Use “classical instruments” – put everything to the test!

Of course , the CFO must also use the classic instruments of reducing expenses – all costs must be put to the test, investment plans must be reviewed, and extensions of payment terms with suppliers must be agreed with them.

Corona crisis management: Deliver business figures in a timely manner!

Especially in times of crisis, all areas of the company need fast and meaningful figures. Meaningful also means that the CFO is faced with the following tasks:

  • Constant review of the recoverability of existing receivables,
  • if necessary, making devaluations on receivables,
  • Examination and, if necessary, devaluation of inventories and fixed assets,
  • prompt activation of support measures,
  • Liabilities of mandatory provisions.

It is not uncommon for the CFO to be faced with the challenge that the urgently needed figures cannot be delivered or cannot be delivered in the desired quality because accounting employees have been absent due to quarantine, childcare or illness. The topic of “employee absence” or “employee replacement” should therefore also be “at the top” of the CFO’s agenda for the time after the Corona crisis. Partial outsourcing or complete outsourcing of accounting tasks to a BPO partner should be considered.

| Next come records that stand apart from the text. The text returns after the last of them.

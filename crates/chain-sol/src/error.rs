use thiserror::Error;

/// Solana wire-level errors.
#[derive(Debug, Error)]
pub enum SolError {
    #[error("invalid public key: {0}")]
    InvalidPublicKey(String),

    #[error("invalid address: {0}")]
    InvalidAddress(String),

    #[error("invalid seeds: {0}")]
    InvalidSeeds(String),

    #[error("invalid account data: {0}")]
    InvalidAccountData(String),

    #[error("transaction build error: {0}")]
    TransactionBuildError(String),

    #[error("signing error: {0}")]
    SigningError(String),

    #[error("serialization error: {0}")]
    SerializationError(String),
}
//! System Program instructions.

use crate::transaction::{SolAccountMeta, SolInstruction};

/// The Solana System Program public key: 32 zero bytes.
/// Base58: `11111111111111111111111111111111`
pub const SYSTEM_PROGRAM_ID: [u8; 32] = [0u8; 32];

/// Rent sysvar. Base58: `SysvarRent111111111111111111111111111111111`
pub const SYSVAR_RENT_ID: [u8; 32] = [
    0x06, 0xa7, 0xd5, 0x17, 0x19, 0x2c, 0x5c, 0x51, 0x21, 0x8c, 0xc9, 0x4c, 0x3d, 0x4a, 0xf1,
    0x7f, 0x58, 0xda, 0xee, 0x08, 0x9b, 0xa1, 0xfd, 0x44, 0xe3, 0xdb, 0xd9, 0x8a, 0x00, 0x00,
    0x00, 0x00,
];

/// `CreateAccount` instruction index (little-endian u32).
const CREATE_ACCOUNT_IX_INDEX: u32 = 0;

/// `CreateAccount`: allocate `space` bytes at `new_account`, fund it with
/// `lamports` from `from` and assign it to `owner`.
///
/// Both `from` and `new_account` must sign.
pub fn create_account(
    from: &[u8; 32],
    new_account: &[u8; 32],
    lamports: u64,
    space: u64,
    owner: &[u8; 32],
) -> SolInstruction {
    // u32 index + u64 lamports + u64 space + 32-byte owner = 52 bytes.
    let mut data = Vec::with_capacity(52);
    data.extend_from_slice(&CREATE_ACCOUNT_IX_INDEX.to_le_bytes());
    data.extend_from_slice(&lamports.to_le_bytes());
    data.extend_from_slice(&space.to_le_bytes());
    data.extend_from_slice(owner);

    SolInstruction {
        program_id: SYSTEM_PROGRAM_ID,
        accounts: vec![
            SolAccountMeta::signer(*from, true),
            SolAccountMeta::signer(*new_account, true),
        ],
        data,
    }
}
//! Client configuration, loaded from JSON or environment variables.

use std::str::FromStr;
use std::time::Duration;

use chain_sol::address_to_bytes;
use serde::{Deserialize, Serialize};

use crate::error::{QfError, Result};

/// How settled a transaction must be before it counts as confirmed.
#[derive(Debug, Clone, Copy, Default, PartialEq, Eq, PartialOrd, Ord, Serialize, Deserialize)]
#[serde(rename_all = "lowercase")]
pub enum Commitment {
    Processed,
    #[default]
    Confirmed,
    Finalized,
}

impl Commitment {
    pub fn as_str(&self) -> &'static str {
        match self {
            Commitment::Processed => "processed",
            Commitment::Confirmed => "confirmed",
            Commitment::Finalized => "finalized",
        }
    }
}

impl FromStr for Commitment {
    type Err = QfError;

    fn from_str(s: &str) -> Result<Self> {
        match s {
            "processed" => Ok(Commitment::Processed),
            "confirmed" => Ok(Commitment::Confirmed),
            "finalized" => Ok(Commitment::Finalized),
            other => Err(QfError::Config(format!("invalid commitment: {other}"))),
        }
    }
}

#[derive(Debug, Clone, PartialEq, Eq, Serialize, Deserialize)]
pub struct ClientConfig {
    /// JSON-RPC endpoint.
    #[serde(default = "default_rpc_url")]
    pub rpc_url: String,
    /// Base58 id of the deployed quadratic-funding program.
    pub program_id: String,
    #[serde(default)]
    pub commitment: Commitment,
    #[serde(default = "default_confirm_timeout_secs")]
    pub confirm_timeout_secs: u64,
    #[serde(default = "default_poll_interval_ms")]
    pub poll_interval_ms: u64,
    /// Upper bound on a single HTTP round-trip.
    #[serde(default = "default_request_timeout_secs")]
    pub request_timeout_secs: u64,
}

fn default_rpc_url() -> String {
    "http://localhost:8899".to_string()
}

fn default_confirm_timeout_secs() -> u64 {
    30
}

fn default_poll_interval_ms() -> u64 {
    500
}

fn default_request_timeout_secs() -> u64 {
    30
}

impl ClientConfig {
    /// Read `QF_RPC_URL`, `QF_PROGRAM_ID`, `QF_COMMITMENT`,
    /// `QF_CONFIRM_TIMEOUT_SECS`, `QF_POLL_INTERVAL_MS` and
    /// `QF_REQUEST_TIMEOUT_SECS`.
    pub fn from_env() -> Result<Self> {
        Self::from_lookup(|key| std::env::var(key).ok())
    }

    /// Same as [`ClientConfig::from_env`] with a custom variable source.
    pub fn from_lookup(lookup: impl Fn(&str) -> Option<String>) -> Result<Self> {
        let config = ClientConfig {
            rpc_url: lookup("QF_RPC_URL").unwrap_or_else(default_rpc_url),
            program_id: lookup("QF_PROGRAM_ID").ok_or_else(|| {
                QfError::Config("QF_PROGRAM_ID environment variable is required".to_string())
            })?,
            commitment: match lookup("QF_COMMITMENT") {
                Some(value) => value.parse()?,
                None => Commitment::default(),
            },
            confirm_timeout_secs: parse_or(
                &lookup,
                "QF_CONFIRM_TIMEOUT_SECS",
                default_confirm_timeout_secs(),
            )?,
            poll_interval_ms: parse_or(&lookup, "QF_POLL_INTERVAL_MS", default_poll_interval_ms())?,
            request_timeout_secs: parse_or(
                &lookup,
                "QF_REQUEST_TIMEOUT_SECS",
                default_request_timeout_secs(),
            )?,
        };
        config.validate()?;
        Ok(config)
    }

    pub fn from_json(json: &str) -> Result<Self> {
        let config: ClientConfig = serde_json::from_str(json)
            .map_err(|e| QfError::Config(format!("invalid config json: {e}")))?;
        config.validate()?;
        Ok(config)
    }

    pub fn validate(&self) -> Result<()> {
        self.program_id()?;
        if !(self.rpc_url.starts_with("http://") || self.rpc_url.starts_with("https://")) {
            return Err(QfError::Config(format!("invalid rpc url: {}", self.rpc_url)));
        }
        if self.confirm_timeout_secs == 0 {
            return Err(QfError::Config("confirm timeout must be > 0".into()));
        }
        if self.poll_interval_ms == 0 {
            return Err(QfError::Config("poll interval must be > 0".into()));
        }
        if self.request_timeout_secs == 0 {
            return Err(QfError::Config("request timeout must be > 0".into()));
        }
        Ok(())
    }

    pub fn program_id(&self) -> Result<[u8; 32]> {
        address_to_bytes(&self.program_id)
            .map_err(|e| QfError::Config(format!("invalid program id: {e}")))
    }

    pub fn confirm_timeout(&self) -> Duration {
        Duration::from_secs(self.confirm_timeout_secs)
    }

    pub fn poll_interval(&self) -> Duration {
        Duration::from_millis(self.poll_interval_ms)
    }

    pub fn request_timeout(&self) -> Duration {
        Duration::from_secs(self.request_timeout_secs)
    }
}

fn parse_or<T: FromStr>(
    lookup: &impl Fn(&str) -> Option<String>,
    key: &str,
    default: T,
) -> Result<T> {
    match lookup(key) {
        Some(value) => value
            .parse()
            .map_err(|_| QfError::Config(format!("invalid {key}: {value}"))),
        None => Ok(default),
    }
}
impl SolTransaction {
    /// Public keys that must sign, in signature-slot order.
    pub fn signer_keys(&self) -> &[[u8; 32]] {
        let n = (self.num_required_signatures as usize).min(self.account_keys.len());
        &self.account_keys[..n]
    }

    /// Whether the account at `index` is writable according to the header.
    pub fn is_writable(&self, index: usize) -> bool {
        let num_signed = self.num_required_signatures as usize;
        if index < num_signed {
            index < num_signed - self.num_readonly_signed as usize
        } else {
            index < self.account_keys.len() - self.num_readonly_unsigned as usize
        }
    }

    /// Whether the account at `index` signed the transaction.
    pub fn is_signer(&self, index: usize) -> bool {
        index < self.num_required_signatures as usize
    }

    /// Rebuild the instruction list with full account metadata.
    pub fn decompile(&self) -> Result<Vec<SolInstruction>, SolError> {
        let key = |index: u8| {
            self.account_keys.get(index as usize).copied().ok_or_else(|| {
                SolError::SerializationError(format!("account index {index} out of range"))
            })
        };

        self.compiled_instructions
            .iter()
            .map(|ix| {
                let accounts = ix
                    .account_indices
                    .iter()
                    .map(|&i| {
                        Ok(SolAccountMeta {
                            pubkey: key(i)?,
                            is_signer: self.is_signer(i as usize),
                            is_writable: self.is_writable(i as usize),
                        })
                    })
                    .collect::<Result<Vec<_>, SolError>>()?;
                Ok(SolInstruction {
                    program_id: key(ix.program_id_index)?,
                    accounts,
                    data: ix.data.clone(),
                })
            })
            .collect()
    }
}

// ---------------------------------------------------------------------------
// Compilation
// ---------------------------------------------------------------------------

/// Compile instructions into a transaction message with `fee_payer` at index 0.
///
/// Accounts referenced several times are merged, keeping the union of their
/// signer and writable flags.
pub fn compile_transaction(
    instructions: &[SolInstruction],
    fee_payer: &[u8; 32],
    recent_blockhash: &[u8; 32],
) -> Result<SolTransaction, SolError> {
    if instructions.is_empty() {
        return Err(SolError::TransactionBuildError(
            "transaction has no instructions".into(),
        ));
    }

    struct AccountEntry {
        pubkey: [u8; 32],
        is_signer: bool,
        is_writable: bool,
    }

    let mut entries: Vec<AccountEntry> = Vec::new();
    let mut upsert = |pubkey: [u8; 32], signer: bool, writable: bool| {
        if let Some(entry) = entries.iter_mut().find(|e| e.pubkey == pubkey) {
            entry.is_signer |= signer;
            entry.is_writable |= writable;
        } else {
            entries.push(AccountEntry {
                pubkey,
                is_signer: signer,
                is_writable: writable,
            });
        }
    };

    // Fee payer is always signer + writable, and inserted first so the stable
    // sort below keeps it at index 0.
    upsert(*fee_payer, true, true);
    for ix in instructions {
        for meta in &ix.accounts {
            upsert(meta.pubkey, meta.is_signer, meta.is_writable);
        }
        upsert(ix.program_id, false, false);
    }

    if entries.len() > MAX_ACCOUNTS {
        return Err(SolError::TransactionBuildError(format!(
            "too many accounts: {}",
            entries.len()
        )));
    }

    entries.sort_by_key(|e| match (e.is_signer, e.is_writable) {
        (true, true) => 0u8,
        (true, false) => 1,
        (false, true) => 2,
        (false, false) => 3,
    });

    let count = |f: fn(&AccountEntry) -> bool| entries.iter().filter(|e| f(e)).count() as u8;
    let num_required_signatures = count(|e| e.is_signer);
    let num_readonly_signed = count(|e| e.is_signer && !e.is_writable);
    let num_readonly_unsigned = count(|e| !e.is_signer && !e.is_writable);

    let account_keys: Vec<[u8; 32]> = entries.iter().map(|e| e.pubkey).collect();
    let index_of = |key: &[u8; 32]| -> Result<u8, SolError> {
        account_keys
            .iter()
            .position(|k| k == key)
            .map(|i| i as u8)
            .ok_or_else(|| {
                SolError::TransactionBuildError(format!(
                    "account {} not in account keys",
                    bytes_to_address(key)
                ))
            })
    };

    let compiled_instructions = instructions
        .iter()
        .map(|ix| {
            Ok(CompiledInstruction {
                program_id_index: index_of(&ix.program_id)?,
                account_indices: ix
                    .accounts
                    .iter()
                    .map(|m| index_of(&m.pubkey))
                    .collect::<Result<_, _>>()?,
                data: ix.data.clone(),
            })
        })
        .collect::<Result<Vec<_>, SolError>>()?;

    Ok(SolTransaction {
        account_keys,
        num_required_signatures,
        num_readonly_signed,
        num_readonly_unsigned,
        recent_blockhash: *recent_blockhash,
        compiled_instructions,
    })
}

/// Serialize the transaction message (the bytes that get signed).
pub fn serialize_message(tx: &SolTransaction) -> Result<Vec<u8>, SolError> {
    let mut buf = Vec::with_capacity(256);

    buf.push(tx.num_required_signatures);
    buf.push(tx.num_readonly_signed);
    buf.push(tx.num_readonly_unsigned);

    buf.extend_from_slice(&compact_len(tx.account_keys.len(), "accounts")?);
    for key in &tx.account_keys {
        buf.extend_from_slice(key);
    }

    buf.extend_from_slice(&tx.recent_blockhash);

    buf.extend_from_slice(&compact_len(tx.compiled_instructions.len(), "instructions")?);
    for ix in &tx.compiled_instructions {
        buf.push(ix.program_id_index);
        buf.extend_from_slice(&compact_len(ix.account_indices.len(), "instruction accounts")?);
        buf.extend_from_slice(&ix.account_indices);
        buf.extend_from_slice(&compact_len(ix.data.len(), "instruction data bytes")?);
        buf.extend_from_slice(&ix.data);
    }

    Ok(buf)
}

fn assemble_wire(signatures: &[[u8; 64]], message: &[u8]) -> Result<Vec<u8>, SolError> {
    let mut wire = Vec::with_capacity(3 + 64 * signatures.len() + message.len());
    wire.extend_from_slice(&compact_len(signatures.len(), "signatures")?);
    for sig in signatures {
        wire.extend_from_slice(sig);
    }
    wire.extend_from_slice(message);
    Ok(wire)
}
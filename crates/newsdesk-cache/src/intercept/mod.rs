//! Caching decorators for the repository traits.
//!
//! The decorators wrap a data-access implementation and apply the
//! caching protocol around the four call categories:
//!
//! - **find-by-id**: read through the entity cache.
//! - **find-all / filtered finders**: read through a fingerprint-keyed
//!   composite store; only non-empty results are stored.
//! - **save**: delegate first (generated ids and timestamps are
//!   authoritative), then refresh the entity cache and purge composite
//!   entries whose membership may have changed.
//! - **delete**: resolve affected bound ids from the authoritative
//!   source *before* delegating, then remove the entity entry, purge
//!   its composite stores, and cascade both steps to every bound id.
//!
//! Decorators are composed at construction time; callers hold a plain
//! `DynNews`/`DynComments` and cannot tell a decorated repository from
//! a raw one. The caches never talk to the data source themselves, and
//! data-source errors pass through uncached: a failed read must not be
//! mistaken for an absent value. If the caching layer misbehaves it
//! degrades to always-miss-always-delegate, never to wrong data.

mod comment;
mod news;

pub use comment::CachedCommentRepository;
pub use news::CachedNewsRepository;

use std::sync::Arc;

use newsdesk_core::{Comment, EntityId, News, Page};

use crate::composite::CompositeStore;
use crate::factory::CacheFactory;
use crate::invalidator::CompositeCacheInvalidator;
use crate::manager::BoundEntityCacheManager;
use crate::policy::EvictionPolicy;

/// All cache stores shared by the newsdesk decorators.
///
/// One eviction cache per entity kind (owned by the bound-entity
/// manager) and one composite store per (entity kind, query shape)
/// pair, so no store ever holds values of mixed type.
pub struct ServiceCaches {
    entities: BoundEntityCacheManager<News, Comment>,
    news_pages: CompositeStore<News, Page<News>>,
    news_lists: CompositeStore<News, Vec<News>>,
    comment_pages: CompositeStore<Comment, Page<Comment>>,
    comment_lists: CompositeStore<Comment, Vec<Comment>>,
}

impl ServiceCaches {
    /// Creates the cache bundle with both entity caches built from the
    /// same policy and capacity.
    #[must_use]
    pub fn new(policy: EvictionPolicy, capacity: i64) -> Self {
        Self {
            entities: BoundEntityCacheManager::new(
                CacheFactory::create_with(policy, capacity),
                CacheFactory::create_with(policy, capacity),
            ),
            news_pages: CompositeStore::new(),
            news_lists: CompositeStore::new(),
            comment_pages: CompositeStore::new(),
            comment_lists: CompositeStore::new(),
        }
    }

    /// Creates the cache bundle from a configuration policy name.
    #[must_use]
    pub fn from_name(policy_name: &str, capacity: i64) -> Self {
        Self::new(EvictionPolicy::from_name(policy_name), capacity)
    }

    /// The bound news/comment entity caches.
    #[must_use]
    pub fn entities(&self) -> &BoundEntityCacheManager<News, Comment> {
        &self.entities
    }

    /// The composite store for news pages.
    #[must_use]
    pub fn news_pages(&self) -> &CompositeStore<News, Page<News>> {
        &self.news_pages
    }

    /// The composite store for news lists.
    #[must_use]
    pub fn news_lists(&self) -> &CompositeStore<News, Vec<News>> {
        &self.news_lists
    }

    /// The composite store for comment pages.
    #[must_use]
    pub fn comment_pages(&self) -> &CompositeStore<Comment, Page<Comment>> {
        &self.comment_pages
    }

    /// The composite store for comment lists.
    #[must_use]
    pub fn comment_lists(&self) -> &CompositeStore<Comment, Vec<Comment>> {
        &self.comment_lists
    }

    /// Purges every news composite entry containing the given id.
    ///
    /// A shape error from either store has already dropped the
    /// offending entry; it is logged here and the purge continues with
    /// the other store, preferring over-invalidation to stale data.
    pub(crate) fn purge_news_composites(&self, id: EntityId) {
        if let Err(err) = CompositeCacheInvalidator::purge_containing(&self.news_pages, id) {
            tracing::warn!(id, error = %err, "news page purge hit unsupported shape");
        }
        if let Err(err) = CompositeCacheInvalidator::purge_containing(&self.news_lists, id) {
            tracing::warn!(id, error = %err, "news list purge hit unsupported shape");
        }
    }

    /// Purges every comment composite entry containing the given id.
    pub(crate) fn purge_comment_composites(&self, id: EntityId) {
        if let Err(err) = CompositeCacheInvalidator::purge_containing(&self.comment_pages, id) {
            tracing::warn!(id, error = %err, "comment page purge hit unsupported shape");
        }
        if let Err(err) = CompositeCacheInvalidator::purge_containing(&self.comment_lists, id) {
            tracing::warn!(id, error = %err, "comment list purge hit unsupported shape");
        }
    }
}

/// Shared handle to the cache bundle.
pub type SharedCaches = Arc<ServiceCaches>;
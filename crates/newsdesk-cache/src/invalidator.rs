//! Invalidation of composite cache entries by member id.

use newsdesk_core::{EntityId, HasId};

use crate::composite::{CompositeStore, CompositeValue};
use crate::error::CacheError;
use crate::fingerprint::RequestFingerprint;

/// Purges composite (list/page) cache entries containing a given entity.
///
/// The scan is a deliberate linear pass over every stored fingerprint,
/// O(stored fingerprints x average composite size). Composite
/// populations are expected to stay small relative to primary-key cache
/// populations, so an id index is not worth its upkeep here.
#[derive(Debug, Default, Clone, Copy)]
pub struct CompositeCacheInvalidator;

impl CompositeCacheInvalidator {
    /// Removes every composite entry that contains the entity with
    /// `entity_id`, returning the purged fingerprints.
    ///
    /// The scan is not atomic with respect to concurrent inserts: a
    /// fingerprint inserted while the scan runs may or may not be
    /// purged. That race is accepted because a surviving stale entry
    /// self-heals on the next write to its underlying query.
    ///
    /// # Errors
    ///
    /// Returns [`CacheError::UnsupportedCompositeShape`] if any stored
    /// value could not enumerate its members. Such entries are removed
    /// along with the matches before the error is surfaced; dropping a
    /// possibly-unrelated entry beats serving stale data.
    pub fn purge_containing<E, V>(
        store: &CompositeStore<E, V>,
        entity_id: EntityId,
    ) -> Result<Vec<RequestFingerprint>, CacheError>
    where
        E: HasId,
        V: CompositeValue<E> + Clone,
    {
        let mut matched: Vec<RequestFingerprint> = Vec::new();
        let mut shape_error: Option<CacheError> = None;

        // Collect first, remove after: removing while iterating a
        // concurrent map risks deadlocking on the shard being walked.
        for entry in store.entries.iter() {
            match entry.value().try_members() {
                Ok(members) => {
                    if members.iter().any(|member| member.id() == entity_id) {
                        matched.push(*entry.key());
                    }
                }
                Err(err) => {
                    tracing::warn!(
                        fingerprint = entry.key().value(),
                        error = %err,
                        "dropping composite entry with unsupported shape"
                    );
                    matched.push(*entry.key());
                    shape_error = Some(err);
                }
            }
        }

        for fingerprint in &matched {
            store.remove(*fingerprint);
        }

        match shape_error {
            Some(err) => Err(err),
            None => {
                if !matched.is_empty() {
                    tracing::debug!(
                        entity_id,
                        purged = matched.len(),
                        "composite entries invalidated"
                    );
                }
                Ok(matched)
            }
        }
    }
}

#[cfg(test)]
mod tests {
    use super::*;
    use newsdesk_core::{News, Page, PageRequest};

    fn fp(n: i64) -> RequestFingerprint {
        RequestFingerprint::of(&[n.into()]).expect("fingerprint")
    }

    fn news(id: EntityId) -> News {
        News::new(format!("title-{id}"), "body", "author").with_id(id)
    }

    #[test]
    fn test_purge_removes_only_entries_containing_the_id() {
        let store: CompositeStore<News, Vec<News>> = CompositeStore::new();
        store.insert(fp(1), vec![news(7), news(8)]);
        store.insert(fp(2), vec![news(9)]);

        let purged =
            CompositeCacheInvalidator::purge_containing(&store, 8).expect("purge succeeds");

        assert_eq!(purged, vec![fp(1)]);
        assert!(store.get(fp(1)).is_none());
        assert!(store.get(fp(2)).is_some());
    }

    #[test]
    fn test_purge_scans_page_values() {
        let store: CompositeStore<News, Page<News>> = CompositeStore::new();
        let request = PageRequest::new(0, 10);
        store.insert(fp(1), Page::new(vec![news(1), news(2)], request, 2));
        store.insert(fp(2), Page::new(vec![news(3)], request, 1));

        let purged = CompositeCacheInvalidator::purge_containing(&store, 2).expect("purge");

        assert_eq!(purged, vec![fp(1)]);
        assert_eq!(store.len(), 1);
    }

    #[test]
    fn test_purge_with_no_matches_is_empty() {
        let store: CompositeStore<News, Vec<News>> = CompositeStore::new();
        store.insert(fp(1), vec![news(5)]);

        let purged = CompositeCacheInvalidator::purge_containing(&store, 42).expect("purge");

        assert!(purged.is_empty());
        assert_eq!(store.len(), 1);
    }

    #[test]
    fn test_unsupported_shape_is_dropped_and_surfaced() {
        // A composite value that refuses to enumerate its members.
        #[derive(Clone)]
        struct Opaque;

        impl CompositeValue<News> for Opaque {
            fn try_members(&self) -> Result<&[News], CacheError> {
                Err(CacheError::unsupported_shape("opaque test value"))
            }
        }

        let store: CompositeStore<News, Opaque> = CompositeStore::new();
        store.insert(fp(1), Opaque);

        let err = CompositeCacheInvalidator::purge_containing(&store, 1)
            .expect_err("shape error must surface");

        assert!(err.is_unsupported_shape());
        // The offending entry was dropped conservatively.
        assert!(store.is_empty());
    }
}
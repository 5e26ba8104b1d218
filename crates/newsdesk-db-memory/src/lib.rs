//! # newsdesk-db-memory
//!
//! In-memory storage backend for the newsdesk service.
//!
//! [`InMemoryStore`] implements both repository traits over concurrent
//! maps. It is the authoritative data source for tests and single-process
//! deployments; the caching layer treats it exactly like any other
//! backend.

mod store;

pub use store::InMemoryStore;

Threat to existence – avoid insolvency due to Corona

It cannot be ruled out that companies will temporarily become over-indebted or insolvent as a result of the consequences of the Corona pandemic . This can be done, for example: be the case if subsidies applied for or granted are paid out late. Due to a change in insolvency law, the legally prescribed obligation to file for insolvency (3-week period) will be suspended until 30.09.2020 . This is to avoid premature insolvencies. However, there are a few things to consider with this new legal regulation in order not to subsequently become liable as a managing director. As soon as an existential situationthreatens, the management should therefore seek external advice fromlawyers, auditors and/or tax advisors in order to secure the existence throughappropriate measures. The option of protective shield proceedings would also be a possible alternative.

Result

If one follows the statements from science and politics, the Corona pandemic will continue to have a significant impact on economic (and social) life for many months to come. The impact of this pandemic on a large number of companies will probably be more lasting than the distortions of the financial crisis in 2008. Therefore, the CFO has a key role to play in the current situation – in addition to securing liquidity, the timely delivery of reliable and well-founded figures for the management decisions to be made on a daily basis is one of his current core tasks.

What consequences do you expect from the coronavirus for your company? What other aid measures do you expect or would help you? We look forward to your comments.